[[ EXERCISE DATA, beginning ]]

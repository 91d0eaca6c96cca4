use std::io;
use std::pin::Pin;
use std::task::{Context, Poll};
use tokio::io::{AsyncRead, AsyncWrite, ReadBuf};
use tokio::net::TcpStream;
use tokio_rustls::TlsStream;

/// A fully established transport stream, plain or TLS, handled uniformly by
/// the link's reader and writer tasks. TLS streams only exist here after the
/// handshake completed.
pub(crate) enum LinkStream {
    Plain(TcpStream),
    Tls(Box<TlsStream<TcpStream>>),
}

impl AsyncRead for LinkStream {
    fn poll_read(
        self: Pin<&mut Self>,
        cx: &mut Context<'_>,
        buf: &mut ReadBuf<'_>,
    ) -> Poll<io::Result<()>> {
        match self.get_mut() {
            LinkStream::Plain(s) => Pin::new(s).poll_read(cx, buf),
            LinkStream::Tls(s) => Pin::new(s.as_mut()).poll_read(cx, buf),
        }
    }
}

impl AsyncWrite for LinkStream {
    fn poll_write(
        self: Pin<&mut Self>,
        cx: &mut Context<'_>,
        buf: &[u8],
    ) -> Poll<io::Result<usize>> {
        match self.get_mut() {
            LinkStream::Plain(s) => Pin::new(s).poll_write(cx, buf),
            LinkStream::Tls(s) => Pin::new(s.as_mut()).poll_write(cx, buf),
        }
    }

    fn poll_flush(self: Pin<&mut Self>, cx: &mut Context<'_>) -> Poll<io::Result<()>> {
        match self.get_mut() {
            LinkStream::Plain(s) => Pin::new(s).poll_flush(cx),
            LinkStream::Tls(s) => Pin::new(s.as_mut()).poll_flush(cx),
        }
    }

    fn poll_shutdown(self: Pin<&mut Self>, cx: &mut Context<'_>) -> Poll<io::Result<()>> {
        match self.get_mut() {
            LinkStream::Plain(s) => Pin::new(s).poll_shutdown(cx),
            LinkStream::Tls(s) => Pin::new(s.as_mut()).poll_shutdown(cx),
        }
    }
}
use anyhow::Context;
use rustls::pki_types::{CertificateDer, PrivateKeyDer};
use rustls::{ClientConfig, RootCertStore, ServerConfig};
use std::fs::File;
use std::io::BufReader;
use std::path::Path;
use std::sync::Arc;

/// TLS material for a [`Link`](crate::link::Link). Sides left as `None` run
/// plain TCP: `server` covers accepted connections, `client` covers
/// connectors (which use the connector's host string for SNI and
/// certificate validation).
#[derive(Clone, Default)]
pub struct TlsOptions {
    pub client: Option<Arc<ClientConfig>>,
    pub server: Option<Arc<ServerConfig>>,
}

impl TlsOptions {
    pub fn client_only(config: Arc<ClientConfig>) -> TlsOptions {
        TlsOptions {
            client: Some(config),
            server: None,
        }
    }

    pub fn server_only(config: Arc<ServerConfig>) -> TlsOptions {
        TlsOptions {
            client: None,
            server: Some(config),
        }
    }
}

fn load_certs(path: &Path) -> anyhow::Result<Vec<CertificateDer<'static>>> {
    let mut reader = BufReader::new(
        File::open(path).with_context(|| format!("opening certificate file {:?}", path))?,
    );
    let certs = rustls_pemfile::certs(&mut reader)
        .collect::<Result<Vec<_>, _>>()
        .with_context(|| format!("parsing certificates from {:?}", path))?;
    if certs.is_empty() {
        anyhow::bail!("no certificates found in {:?}", path);
    }
    Ok(certs)
}

fn load_key(path: &Path) -> anyhow::Result<PrivateKeyDer<'static>> {
    let mut reader = BufReader::new(
        File::open(path).with_context(|| format!("opening key file {:?}", path))?,
    );
    rustls_pemfile::private_key(&mut reader)
        .with_context(|| format!("parsing private key from {:?}", path))?
        .ok_or_else(|| anyhow::anyhow!("no private key found in {:?}", path))
}

/// Server-side config from a PEM certificate chain and private key.
pub fn server_config(cert_pem: &Path, key_pem: &Path) -> anyhow::Result<Arc<ServerConfig>> {
    let config = ServerConfig::builder()
        .with_no_client_auth()
        .with_single_cert(load_certs(cert_pem)?, load_key(key_pem)?)?;
    Ok(Arc::new(config))
}

/// Client-side config trusting exactly the CA certificates in `ca_pem`.
pub fn client_config(ca_pem: &Path) -> anyhow::Result<Arc<ClientConfig>> {
    let mut roots = RootCertStore::empty();
    for cert in load_certs(ca_pem)? {
        roots.add(cert)?;
    }
    let config = ClientConfig::builder()
        .with_root_certificates(roots)
        .with_no_client_auth();
    Ok(Arc::new(config))
}
use crate::message::Message;
use crate::storage::{QueuesStorage, StorageError};
use rustc_hash::FxHashMap;
use std::collections::hash_map::Entry;
use std::collections::VecDeque;
use std::ops::Deref;
use std::time::Instant;
use tracing::{debug, trace};

/// One destination peer's outgoing messages, FIFO.
///
/// A queue tracks whether its peer is connected. TTLs decay only by the time
/// spent disconnected: on reconnect, every message's remaining TTL shrinks
/// by the disconnected duration and messages below zero are dropped (a
/// remaining TTL of exactly zero survives until the next cycle). `ttl: None`
/// never decays.
pub struct Queue {
    name: String,
    items: VecDeque<Message>,
    connected: bool,
    last_disconnect: Instant,
}

impl Queue {
    fn new(name: String, items: Vec<Message>, now: Instant) -> Queue {
        Queue {
            name,
            items: items.into(),
            connected: false,
            last_disconnect: now,
        }
    }

    pub fn name(&self) -> &str {
        &self.name
    }

    pub fn len(&self) -> usize {
        self.items.len()
    }

    pub fn is_empty(&self) -> bool {
        self.items.is_empty()
    }

    pub fn is_connected(&self) -> bool {
        self.connected
    }

    /// Peek at the head message without consuming it.
    pub fn get(&self) -> Option<&Message> {
        self.items.front()
    }
}

/// Mutable access to one queue, paired with the manager's storage so every
/// mutation keeps the durable copy in sync.
pub struct QueueRef<'a> {
    queue: &'a mut Queue,
    storage: Option<&'a mut (dyn QueuesStorage + 'static)>,
}

impl Deref for QueueRef<'_> {
    type Target = Queue;

    fn deref(&self) -> &Queue {
        self.queue
    }
}

impl QueueRef<'_> {
    pub fn connect(&mut self) -> Result<(), StorageError> {
        self.connect_at(Instant::now())
    }

    /// Mark the peer connected and decay every TTL by the time spent
    /// disconnected. Expired messages are dropped here, including their
    /// stored copies.
    pub fn connect_at(&mut self, now: Instant) -> Result<(), StorageError> {
        self.queue.connected = true;
        let elapsed = now
            .saturating_duration_since(self.queue.last_disconnect)
            .as_secs_f32();

        let mut kept = VecDeque::with_capacity(self.queue.items.len());
        let mut decayed = Vec::new();
        let mut expired = Vec::new();
        for mut item in self.queue.items.drain(..) {
            match item.ttl {
                None => kept.push_back(item),
                Some(ttl) => {
                    let remaining = ttl - elapsed;
                    item.ttl = Some(remaining);
                    if remaining >= 0.0 {
                        if item.is_persistent() {
                            decayed.push(item.clone());
                        }
                        kept.push_back(item);
                    } else {
                        trace!("queue {:?}: message {} expired", self.queue.name, item.uuid);
                        if item.is_persistent() {
                            expired.push(item);
                        }
                    }
                }
            }
        }
        if !expired.is_empty() {
            debug!("queue {:?}: {} messages expired while disconnected", self.queue.name, expired.len());
        }
        self.queue.items = kept;

        if let Some(storage) = self.storage.as_deref_mut() {
            if !decayed.is_empty() {
                storage.update_items_ttl(&decayed)?;
            }
            if !expired.is_empty() {
                storage.delete_items(&expired)?;
            }
        }
        Ok(())
    }

    pub fn disconnect(&mut self) {
        self.disconnect_at(Instant::now());
    }

    pub fn disconnect_at(&mut self, now: Instant) {
        self.queue.connected = false;
        self.queue.last_disconnect = now;
    }

    /// Append a message. While disconnected, a message with no time left is
    /// dropped right away. Persistent messages with time left (or no limit)
    /// are written through to storage.
    pub fn push(&mut self, message: Message) -> Result<(), StorageError> {
        if !self.queue.connected && matches!(message.ttl, Some(ttl) if ttl <= 0.0) {
            debug!("queue {:?}: dropping already-expired message {}", self.queue.name, message.uuid);
            return Ok(());
        }
        if message.is_persistent() && message.ttl.map_or(true, |ttl| ttl > 0.0) {
            if let Some(storage) = self.storage.as_deref_mut() {
                storage.push(&self.queue.name, &message)?;
            }
        }
        self.queue.items.push_back(message);
        Ok(())
    }

    /// Consume the head message, removing its stored copy if any.
    pub fn pop(&mut self) -> Result<Option<Message>, StorageError> {
        let Some(item) = self.queue.items.pop_front() else {
            return Ok(None);
        };
        if item.is_persistent() {
            if let Some(storage) = self.storage.as_deref_mut() {
                storage.delete_items(std::slice::from_ref(&item))?;
            }
        }
        Ok(Some(item))
    }
}

/// All destination queues of one messaging endpoint, keyed by peer
/// identifier, over an optional shared storage backend.
pub struct QueuesManager {
    queues: FxHashMap<String, Queue>,
    storage: Option<Box<dyn QueuesStorage>>,
}

impl QueuesManager {
    /// Build a manager over `storage`, rehydrating every queue it holds
    /// items for. Rehydrated queues start disconnected.
    pub fn new(mut storage: Box<dyn QueuesStorage>) -> Result<QueuesManager, StorageError> {
        let now = Instant::now();
        let mut queues = FxHashMap::default();
        for name in storage.get_queues()? {
            let items = storage.get_items(&name)?;
            debug!("rehydrated queue {:?} with {} messages", name, items.len());
            queues.insert(name.clone(), Queue::new(name, items, now));
        }
        Ok(QueuesManager {
            queues,
            storage: Some(storage),
        })
    }

    /// A manager without durability: persistent flags are accepted but have
    /// no effect.
    pub fn in_memory() -> QueuesManager {
        QueuesManager {
            queues: FxHashMap::default(),
            storage: None,
        }
    }

    /// Number of known queues.
    pub fn len(&self) -> usize {
        self.queues.len()
    }

    pub fn is_empty(&self) -> bool {
        self.queues.is_empty()
    }

    /// Access (creating if needed) the queue for one peer.
    pub fn get_queue(&mut self, name: &str) -> Result<QueueRef<'_>, StorageError> {
        let queue = match self.queues.entry(name.to_string()) {
            Entry::Occupied(entry) => entry.into_mut(),
            Entry::Vacant(entry) => {
                let items = match &mut self.storage {
                    Some(storage) => storage.get_items(name)?,
                    None => Vec::new(),
                };
                entry.insert(Queue::new(name.to_string(), items, Instant::now()))
            }
        };
        Ok(QueueRef {
            queue,
            storage: self.storage.as_deref_mut(),
        })
    }

    /// Drop empty queues of disconnected peers.
    pub fn cleanup(&mut self) {
        self.queues
            .retain(|_, queue| queue.connected || !queue.items.is_empty());
    }

    /// Drop all queue state and release the storage backend.
    pub fn close(&mut self) {
        self.queues.clear();
        self.storage = None;
    }
}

[[ EXERCISE DATA, end ]]

TASK GOAL:
Count, in the listing above, every line that includes "bool". The number is the whole answer.

SOLUTION FOR THIS EXERCISE:
4